Cependant, les bizarreries de cette affaire ne s’arrêtent pas là. Lorsque le corps fut découvert, l’on se rendit à la maison où vivait Jacopo, via Laura, qui est une espèce de grenier auquel on accède par une échelle. Or, parmi une foule de dessins, de cartons et de maquettes remisés dans son atelier, se trouvait un tableau que vous ne connaissez que trop bien, puisque vous en avez jadis dessiné le modèle : vous vous souviendrez sans doute de ce Vénus et Cupidon dont le succès fut tel qu’il a inspiré des copies dans l’Europe entière – vous savez peut-être que j’eus moi-même le privilège d’en réaliser quelques-unes, qui n’égalent en aucune façon celles du Pontormo, mais qui toutefois eurent l’heur de plaire, car tout ce qui s’inspire de vos dessins ne peut que porter la trace de votre divin génie. C’était ce temps d’avant le retour de l’Inquisition, qui nous paraît déjà si loin, quand le cardinal Carafa n’était pas encore devenu Paul IV, où les nus n’étaient pas tombés en disgrâce mais étaient au contraire particulièrement recherchés. Bien entendu, personne n’aurait l’idée aujourd’hui de peindre un tel tableau, mais vous connaissez l’excentricité dont pouvait être coutumier notre brave Jacopo. Ce n’est pas, cependant, ce qui a retenu notre attention, car, si l’on met de côté les quatre années où le moine Jérôme Savonarole avait ravi les cœurs des gens simples, nous savons encore, nous autres Florentins, reconnaître les beautés du corps humain sans les considérer comme des obscénités diaboliques. D’ailleurs, le morceau d’étoffe que le Pontormo avait autrefois rajouté pour couvrir les cuisses ouvertes de la déesse avait été retiré sur la copie qui s’offrait à nos yeux. Mais ce qui nous étonna bien davantage – je ne sais comment formuler cela, ayant le désir de n’offenser personne, et surtout pas la famille de Son Excellence – était qu’en lieu et place du visage de Vénus, Jacopo avait substitué celui de la fille aînée du Duc, mademoiselle Maria de Médicis.

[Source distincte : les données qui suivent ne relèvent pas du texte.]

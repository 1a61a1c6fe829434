//! SSE (4-wide) and AVX (8-wide) dot-product kernels using aligned loads.

use std::arch::x86_64::*;

/// 4-wide dot product over the full chunks of `a` and `b`.
///
/// # Safety
/// The CPU must support SSE, `b.len() >= a.len()`, and both slices must
/// start on a 16-byte boundary.
#[target_feature(enable = "sse")]
pub(crate) unsafe fn dot_sse(a: &[f32], b: &[f32]) -> f32 {
    debug_assert!(b.len() >= a.len());
    debug_assert_eq!(a.as_ptr() as usize % 16, 0);
    debug_assert_eq!(b.as_ptr() as usize % 16, 0);

    let chunks = a.len() / 4;
    let mut partial_sum = _mm_setzero_ps();
    for k in 0..chunks {
        let va = _mm_load_ps(a.as_ptr().add(4 * k));
        let vb = _mm_load_ps(b.as_ptr().add(4 * k));
        partial_sum = _mm_add_ps(partial_sum, _mm_mul_ps(va, vb));
    }

    let mut lanes = [0.0f32; 4];
    _mm_storeu_ps(lanes.as_mut_ptr(), partial_sum);
    lanes[0] + lanes[1] + lanes[2] + lanes[3]
}

/// 8-wide dot product over the full chunks of `a` and `b`.
///
/// # Safety
/// The CPU must support AVX, `b.len() >= a.len()`, and both slices must
/// start on a 32-byte boundary.
#[target_feature(enable = "avx")]
pub(crate) unsafe fn dot_avx(a: &[f32], b: &[f32]) -> f32 {
    debug_assert!(b.len() >= a.len());
    debug_assert_eq!(a.as_ptr() as usize % 32, 0);
    debug_assert_eq!(b.as_ptr() as usize % 32, 0);

    let chunks = a.len() / 8;
    let mut partial_sum = _mm256_setzero_ps();
    for k in 0..chunks {
        let va = _mm256_load_ps(a.as_ptr().add(8 * k));
        let vb = _mm256_load_ps(b.as_ptr().add(8 * k));
        partial_sum = _mm256_add_ps(partial_sum, _mm256_mul_ps(va, vb));
    }

    let mut lanes = [0.0f32; 8];
    _mm256_storeu_ps(lanes.as_mut_ptr(), partial_sum);
    lanes[0] + lanes[1] + lanes[2] + lanes[3] + lanes[4] + lanes[5] + lanes[6] + lanes[7]
}
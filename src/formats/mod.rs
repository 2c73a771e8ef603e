use serde::{Deserialize, Serialize};
use serde_json::Value;

mod normalize;
mod rank;
mod record;
mod selection;

pub use normalize::*;
pub use rank::*;
pub use record::*;
pub use selection::*;

pub const EMBED_URL_PREFIX: &str = "https://www.youtube.com/embed/";

/// Ranked formats for one video plus its embeddable preview.
#[derive(Debug, Clone, PartialEq, Serialize)]
#[serde(rename_all = "camelCase")]
pub struct FormatList {
    pub url: String,
    pub info: Vec<StreamFormat>,
    #[serde(skip_serializing_if = "Option::is_none")]
    pub title: Option<String>,
    #[serde(skip_serializing_if = "Option::is_none")]
    pub author: Option<String>,
}

impl FormatList {
    pub fn video_choices(&self) -> Vec<FormatChoice> {
        video_choices(&self.info)
    }

    pub fn audio_choices(&self) -> Vec<FormatChoice> {
        audio_choices(&self.info)
    }

    pub fn default_pair(&self) -> Option<(&StreamFormat, &StreamFormat)> {
        default_pair(&self.info)
    }

    pub fn find(&self, format_id: &str) -> Option<&StreamFormat> {
        let wanted = format_id.trim();
        self.info.iter().find(|format| format.format_id == wanted)
    }
}

pub(crate) fn text_field<'a>(payload: &'a Value, key: &str) -> Option<&'a str> {
    non_empty(payload.get(key).and_then(Value::as_str))
}

/// Normalizes every entry independently, keeping input order.
pub fn normalize_all(records: &[Value]) -> Vec<StreamFormat> {
    records.iter().map(normalize_value).collect()
}

/// Turns a `yt-dlp -J` payload into the list the UI shows: normalized,
/// stripped of entries carrying no stream, ranked.
pub fn build_format_list(payload: &Value) -> Result<FormatList, String> {
    let video_id = text_field(payload, "id")
        .ok_or_else(|| "yt-dlp response did not include a video id.".to_string())?;

    let records = payload
        .get("formats")
        .and_then(Value::as_array)
        .map(Vec::as_slice)
        .unwrap_or_default();

    let mut playable = Vec::with_capacity(records.len());
    for format in normalize_all(records) {
        if format.is_playable() {
            playable.push(format);
        } else {
            log::debug!(
                "Skipping format {:?} without audio or video ({})",
                format.format_id,
                format.quality_label
            );
        }
    }
    let info = rank_formats(playable);
    log::info!(
        "Prepared {} of {} formats for video {video_id}",
        info.len(),
        records.len()
    );

    Ok(FormatList {
        url: format!("{EMBED_URL_PREFIX}{video_id}"),
        info,
        title: text_field(payload, "title").map(str::to_string),
        author: text_field(payload, "uploader")
            .or_else(|| text_field(payload, "channel"))
            .map(str::to_string),
    })
}
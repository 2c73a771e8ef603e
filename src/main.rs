// Prevents additional console window on Windows in release.
#![cfg_attr(not(debug_assertions), windows_subsystem = "windows")]

fn main() {
    downloader_lib::run()
}
// Settings, tool discovery, input validation and trusted downloads.
use super::*;
use sha2::{Digest, Sha256};
use std::ffi::OsStr;
use std::io::{Read, Write};
#[cfg(target_os = "windows")]
use std::os::windows::process::CommandExt;
use std::process::Command;
use std::time::Instant;
use which::which;

pub(super) const SETTINGS_FILE_NAME: &str = "downloader-settings.json";
pub(super) const YTDLP_SHA256SUMS_URL: &str =
    "https://github.com/yt-dlp/yt-dlp/releases/latest/download/SHA2-256SUMS";
pub(super) const TRUSTED_DOWNLOAD_HOSTS: [&str; 2] =
    ["github.com", "objects.githubusercontent.com"];
const MAX_SETTINGS_PATH_LEN: usize = 512;
const MAX_FORMAT_ID_LEN: usize = 64;
const FILE_NAME_FORBIDDEN: [char; 9] = ['<', '>', ':', '"', '/', '\\', '|', '?', '*'];
#[cfg(target_os = "windows")]
pub(super) const CREATE_NO_WINDOW: u32 = 0x0800_0000;

pub(super) fn hidden_command(program: impl AsRef<OsStr>) -> Command {
    let mut command = Command::new(program);
    #[cfg(target_os = "windows")]
    {
        command.creation_flags(CREATE_NO_WINDOW);
    }
    command
}

/// Where the application keeps its settings, managed tools and downloads.
#[derive(Debug, Clone)]
pub struct AppDirs {
    pub config_dir: PathBuf,
    pub data_dir: PathBuf,
    pub downloads_dir: PathBuf,
    pub resource_dir: Option<PathBuf>,
}

impl AppDirs {
    pub fn new(config_dir: PathBuf, data_dir: PathBuf, downloads_dir: PathBuf) -> Self {
        Self {
            config_dir,
            data_dir,
            downloads_dir,
            resource_dir: None,
        }
    }

    #[cfg(feature = "gui")]
    pub fn from_app<R: tauri::Runtime>(app: &tauri::AppHandle<R>) -> Result<Self, String> {
        use tauri::Manager;

        let resolver = app.path();
        let config_dir = resolver
            .app_config_dir()
            .map_err(|error| format!("Failed to resolve app config dir: {error}"))?;
        let data_dir = resolver
            .app_data_dir()
            .map_err(|error| format!("Failed to resolve app data dir: {error}"))?;
        let downloads_dir = resolver
            .download_dir()
            .or_else(|_| resolver.home_dir())
            .map_err(|error| format!("Failed to resolve downloads dir: {error}"))?;
        Ok(Self {
            config_dir,
            data_dir,
            downloads_dir,
            resource_dir: resolver.resource_dir().ok(),
        })
    }
}

#[derive(Debug, Clone, PartialEq, Serialize, Deserialize)]
#[serde(rename_all = "camelCase")]
pub struct DownloaderSettings {
    pub ytdlp_mode: String,
    pub ytdlp_custom_path: Option<String>,
    pub ffmpeg_custom_path: Option<String>,
    pub output_dir: Option<String>,
    pub prefer_bundled_ffmpeg: bool,
}

impl Default for DownloaderSettings {
    fn default() -> Self {
        Self {
            ytdlp_mode: "managed".to_string(),
            ytdlp_custom_path: None,
            ffmpeg_custom_path: None,
            output_dir: None,
            prefer_bundled_ffmpeg: true,
        }
    }
}

#[derive(Debug, Clone, PartialEq, Serialize, Deserialize)]
#[serde(rename_all = "camelCase")]
pub struct ToolStatus {
    pub name: String,
    pub available: bool,
    pub source: String,
    pub path: Option<String>,
    pub version: Option<String>,
    pub message: Option<String>,
}

#[derive(Debug, Clone, Serialize, Deserialize)]
#[serde(rename_all = "camelCase")]
pub struct RuntimeToolsStatus {
    pub settings: DownloaderSettings,
    pub ffmpeg: ToolStatus,
    pub ytdlp: ToolStatus,
    pub ytdlp_system_available: bool,
    pub output_dir: String,
}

Vous voyez tout ce que cette histoire peut avoir de déplaisant, et pourquoi le Duc a tenu à en confier la résolution à un homme de confiance, faisant, dans le même temps, circuler la rumeur que le pauvre Jacopo avait mis fin à ses jours en raison de l’extrême mécontentement de lui-même dans lequel il était tombé. Il n’en demeure pas moins que tout ceci me laisse dans un épais brouillard, pour quoi je me permets, afin de démêler les fils embrouillés de cette ténébreuse affaire, de solliciter votre grande sagesse dont je sais qu’elle égale presque votre talent et concourt pleinement à votre génie.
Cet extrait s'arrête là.